Возражений не последовало.
Вернулись в канцелярию. Взяли в руки документы. Сафьян красный, щит и меч золотом вдавлены. Капитан НКВД Синицын, член чрезвычайного военного трибунала НКВД по Северо-западному округу. Дата, 19 сентября 1941. Подпись — член ГКО маршал Советского Союза Берия. Использован экслибрис. Основание — шифрограмма наркомата….
Да, от такого документа многие вздрогнут.
Михеев и Меркулов тоже стали членами трибунала, а все девушки его сотрудницами.
— Я только больше на машинке печатать не буду, — высказалась бывшая машинистка. — Буду приговоры в исполнение приводить.
Ага, это тебя заводит, думаю про себя. Не ты одна такая. Поэт народный Сережа Есенин тоже любил со своим дружком Блюмкиным за расстрелами наблюдать. Знал Сереженька упоение чужой смертью, когда человек бредет безвольно в дальний конец коридора. Тут и кокаин не очень нужен, а уж если вдохнуть «дорожку», одну да другую, тут вдохновение поэта и охватит. И рванет он, сняв штаны, за комсомолом к Айседоре…
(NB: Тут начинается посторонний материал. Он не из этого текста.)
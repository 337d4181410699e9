//! Anchor frames: host image tensors encoded to PNG and staged as temporary files
//! for multipart upload.

use image::{DynamicImage, GrayImage, ImageFormat, RgbImage, RgbaImage};
use std::io::Cursor;
use std::path::Path;
use tempfile::NamedTempFile;
use tracing::{debug, warn};

use crate::error::{JimengError, Result};

/// First image of a host image batch, HWC layout, channel values in 0..=1
#[derive(Debug, Clone, PartialEq)]
pub struct FrameImage {
    width: u32,
    height: u32,
    channels: u32,
    data: Vec<f32>,
}

impl FrameImage {
    pub fn new(width: u32, height: u32, channels: u32, data: Vec<f32>) -> Result<Self> {
        if !matches!(channels, 1 | 3 | 4) {
            return Err(JimengError::InvalidFrame(format!(
                "unsupported channel count {}",
                channels
            )));
        }
        if width == 0 || height == 0 {
            return Err(JimengError::InvalidFrame("empty image".to_string()));
        }

        let expected = width as usize * height as usize * channels as usize;
        if data.len() != expected {
            return Err(JimengError::InvalidFrame(format!(
                "expected {} values for {}x{}x{}, got {}",
                expected,
                width,
                height,
                channels,
                data.len()
            )));
        }

        Ok(Self {
            width,
            height,
            channels,
            data,
        })
    }

    /// Load an image file from disk as an RGB frame
    pub fn from_path(path: &Path) -> Result<Self> {
        let rgb = image::open(path)?.to_rgb8();
        let (width, height) = rgb.dimensions();
        let data = rgb.into_raw().into_iter().map(|v| v as f32 / 255.0).collect();
        Self::new(width, height, 3, data)
    }

    pub fn width(&self) -> u32 {
        self.width
    }

    pub fn height(&self) -> u32 {
        self.height
    }

    pub fn channels(&self) -> u32 {
        self.channels
    }

    fn to_dynamic(&self) -> Result<DynamicImage> {
        // Scale then truncate, clamped so out-of-range tensor values cannot wrap.
        let raw: Vec<u8> = self
            .data
            .iter()
            .map(|v| (v.clamp(0.0, 1.0) * 255.0) as u8)
            .collect();

        let image = match self.channels {
            1 => GrayImage::from_raw(self.width, self.height, raw).map(DynamicImage::ImageLuma8),
            3 => RgbImage::from_raw(self.width, self.height, raw).map(DynamicImage::ImageRgb8),
            _ => RgbaImage::from_raw(self.width, self.height, raw).map(DynamicImage::ImageRgba8),
        };

        image.ok_or_else(|| JimengError::InvalidFrame("buffer does not match dimensions".to_string()))
    }

    pub fn to_png_bytes(&self) -> Result<Vec<u8>> {
        let mut buffer = Cursor::new(Vec::new());
        self.to_dynamic()?.write_to(&mut buffer, ImageFormat::Png)?;
        Ok(buffer.into_inner())
    }
}

/// Which anchor a frame is
#[derive(Debug, Clone, Copy, PartialEq, Eq)]
pub enum FrameSlot {
    First,
    End,
}

impl FrameSlot {
    /// Multipart field name
    pub fn field_name(&self) -> &'static str {
        match self {
            FrameSlot::First => "image1",
            FrameSlot::End => "image2",
        }
    }

    pub fn file_name(&self) -> &'static str {
        match self {
            FrameSlot::First => "first_frame.png",
            FrameSlot::End => "end_frame.png",
        }
    }
}

/// A frame written to a temporary PNG. The file is removed on `close` or drop.
#[derive(Debug)]
pub struct FrameUpload {
    slot: FrameSlot,
    file: NamedTempFile,
    png: Vec<u8>,
}

impl FrameUpload {
    pub async fn stage(
        slot: FrameSlot,
        frame: &FrameImage,
        temp_dir: Option<&Path>,
    ) -> Result<Self> {
        let mut builder = tempfile::Builder::new();
        builder.prefix("jimeng_frame_").suffix(".png");
        let file = match temp_dir {
            Some(dir) => builder.tempfile_in(dir)?,
            None => builder.tempfile()?,
        };

        let png = frame.to_png_bytes()?;
        tokio::fs::write(file.path(), &png).await?;
        debug!("Staged {} at {}", slot.file_name(), file.path().display());

        Ok(Self { slot, file, png })
    }

    pub fn slot(&self) -> FrameSlot {
        self.slot
    }

    pub fn path(&self) -> &Path {
        self.file.path()
    }

    /// Encoded PNG, identical to the staged file's contents
    pub fn png_bytes(&self) -> &[u8] {
        &self.png
    }

    pub fn close(self) {
        let path = self.file.path().to_path_buf();
        if let Err(e) = self.file.close() {
            warn!("⚠️ Failed to remove temporary frame {}: {}", path.display(), e);
        }
    }
}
— Спасибо, — говорю искренне.
— Сочтемся, капитан. А что, сам не захотел полковником стать? Надумаешь, скажи, удостоверения еще есть. Станешь председателем трибунала, — предлагает змей-искуситель.
— Года мои еще не те, и глаза недостаточно мертвые, — отвечаю правдиво.
Посмотрел он на меня внимательно, без улыбочки, кивнул своим мыслям.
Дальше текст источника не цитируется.